** SUPPLIED MATERIAL follows **

//! TreeWalker - recursive size-accumulating traversal

use std::ffi::{OsStr, OsString};
use std::fs;
use std::path::Path;

use regex::Regex;

use crate::diag::Diag;
use crate::size::probe_size;
use crate::watchdog::Watchdog;

use super::config::WalkConfig;
use super::cursor::TraversalCursor;
use super::filetype::is_skippable;
use super::PathSizeMap;

/// Result of one scan.
pub struct WalkReport {
    pub sizes: PathSizeMap,
    pub entries_processed: u64,
}

/// Depth-first walker that attributes every entry's on-disk size to itself
/// and to every ancestor directory up to the scan root.
///
/// Single-threaded and synchronous; the only companion thread is the
/// watchdog, which is reset at every progress checkpoint.
pub struct TreeWalker {
    config: WalkConfig,
    exclude: Option<Regex>,
    cursor: TraversalCursor,
    watchdog: Watchdog,
    entries_processed: u64,
}

impl TreeWalker {
    pub fn new(config: WalkConfig, cursor: TraversalCursor, watchdog: Watchdog) -> Self {
        // the exclusion is a literal substring; escaping makes it regex-safe
        let exclude = config
            .exclude
            .as_deref()
            .and_then(|s| Regex::new(&regex::escape(s)).ok());
        Self {
            config,
            exclude,
            cursor,
            watchdog,
            entries_processed: 0,
        }
    }

    /// Walk `root` and return the populated size map.
    pub fn walk(&mut self, root: &Path, diag: &mut Diag) -> WalkReport {
        let mut sizes = PathSizeMap::new();
        self.entries_processed = 0;

        self.watchdog.arm();
        self.walk_dir(root, root, &mut sizes, diag);
        self.watchdog.cancel();

        // the root is never visited as anyone's child; fold in its own
        // descriptor size
        let root_size = self.probe_entry(root, diag);
        *sizes.entry(root.to_path_buf()).or_insert(0) += root_size;
        self.entries_processed += 1;

        diag.progress_done(&format!("{} files processed.", self.entries_processed));

        WalkReport {
            sizes,
            entries_processed: self.entries_processed,
        }
    }

    fn walk_dir(&mut self, dir: &Path, root: &Path, sizes: &mut PathSizeMap, diag: &mut Diag) {
        self.cursor.enter_dir(dir);

        if self.matches_exclude(dir) {
            diag.line(&format!("skipping root {}", dir.display()));
            return;
        }

        let entries = match fs::read_dir(dir) {
            Ok(entries) => entries,
            Err(err) => {
                diag.warn(&format!("Can't read {}", dir.display()));
                diag.warn(&format!("({:?})", err.kind()));
                return;
            }
        };

        let mut files: Vec<OsString> = Vec::new();
        let mut subdirs: Vec<OsString> = Vec::new();
        for entry in entries.filter_map(|e| e.ok()) {
            // file_type never traverses symlinks, so a symlink to a
            // directory stays in the file list: sized, not descended
            match entry.file_type() {
                Ok(ft) if ft.is_dir() => subdirs.push(entry.file_name()),
                _ => files.push(entry.file_name()),
            }
        }
        files.sort();
        subdirs.sort();

        // prune excluded subdirectories before they are sized or descended
        subdirs.retain(|name| {
            let path = dir.join(name);
            if self.matches_exclude(&path) {
                diag.line(&format!("excluding: {}", path.display()));
                false
            } else {
                true
            }
        });

        // remote-mount roots are pruned only when scanning from the
        // filesystem root
        if dir.parent().is_none() {
            let mounts = &self.config.mount_excludes;
            subdirs.retain(|name| {
                if mounts.iter().any(|m| name.as_os_str() == OsStr::new(m)) {
                    diag.line(&format!("excluding: {}", dir.join(name).display()));
                    false
                } else {
                    true
                }
            });
        }

        // directories join the same per-entry loop as files so each one
        // contributes its own descriptor size as well as its contents
        for name in files.iter().chain(subdirs.iter()) {
            self.cursor.at_file(name);
            let path = dir.join(name);

            match is_skippable(&path, &self.config.skip_special) {
                Ok(false) => {}
                Ok(true) => {
                    diag.warn(&format!("Bad filetype: {}", path.display()));
                    continue;
                }
                Err(_) => {
                    // an unstat-able node must never block collection
                    diag.warn(&format!("Can't stat: {}", path.display()));
                    continue;
                }
            }

            if self.matches_exclude(&path) {
                diag.line(&format!("skipping file {}", path.display()));
                continue;
            }

            let size = self.probe_entry(&path, diag);
            propagate_size(sizes, &path, root, size);

            self.entries_processed += 1;
            if self.config.progress_interval > 0
                && self.entries_processed % self.config.progress_interval == 0
            {
                diag.progress(&format!("{} files processed.", self.entries_processed));
                self.watchdog.reset();
            }
        }

        for name in &subdirs {
            self.walk_dir(&dir.join(name), root, sizes, diag);
        }
    }

    fn probe_entry(&self, path: &Path, diag: &mut Diag) -> u64 {
        match probe_size(path) {
            Ok(size) => size,
            Err(err) => {
                diag.warn(&format!("Can't read {}", path.display()));
                diag.warn(&format!("({:?})", err.kind()));
                0
            }
        }
    }

    fn matches_exclude(&self, path: &Path) -> bool {
        self.exclude
            .as_ref()
            .is_some_and(|re| re.is_match(&path.to_string_lossy()))
    }
}

/// Add `size` to `path`'s aggregate and to every ancestor up to and
/// including `root`.
///
/// Terminates at the root even when the root is the filesystem root, where
/// stripping another component would yield the same path forever.
pub(crate) fn propagate_size(sizes: &mut PathSizeMap, path: &Path, root: &Path, size: u64) {
    let mut cur = path;
    loop {
        *sizes.entry(cur.to_path_buf()).or_insert(0) += size;
        if cur == root {
            break;
        }
        match cur.parent() {
            Some(parent) if parent.starts_with(root) => cur = parent,
            _ => break,
        }
    }
}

** End of SUPPLIED MATERIAL **

Lines from the entries that contain the word "descriptor" are what the answer must hold.

■ OUTPUT BELOW
        // descriptor size
        // contributes its own descriptor size as well as its contents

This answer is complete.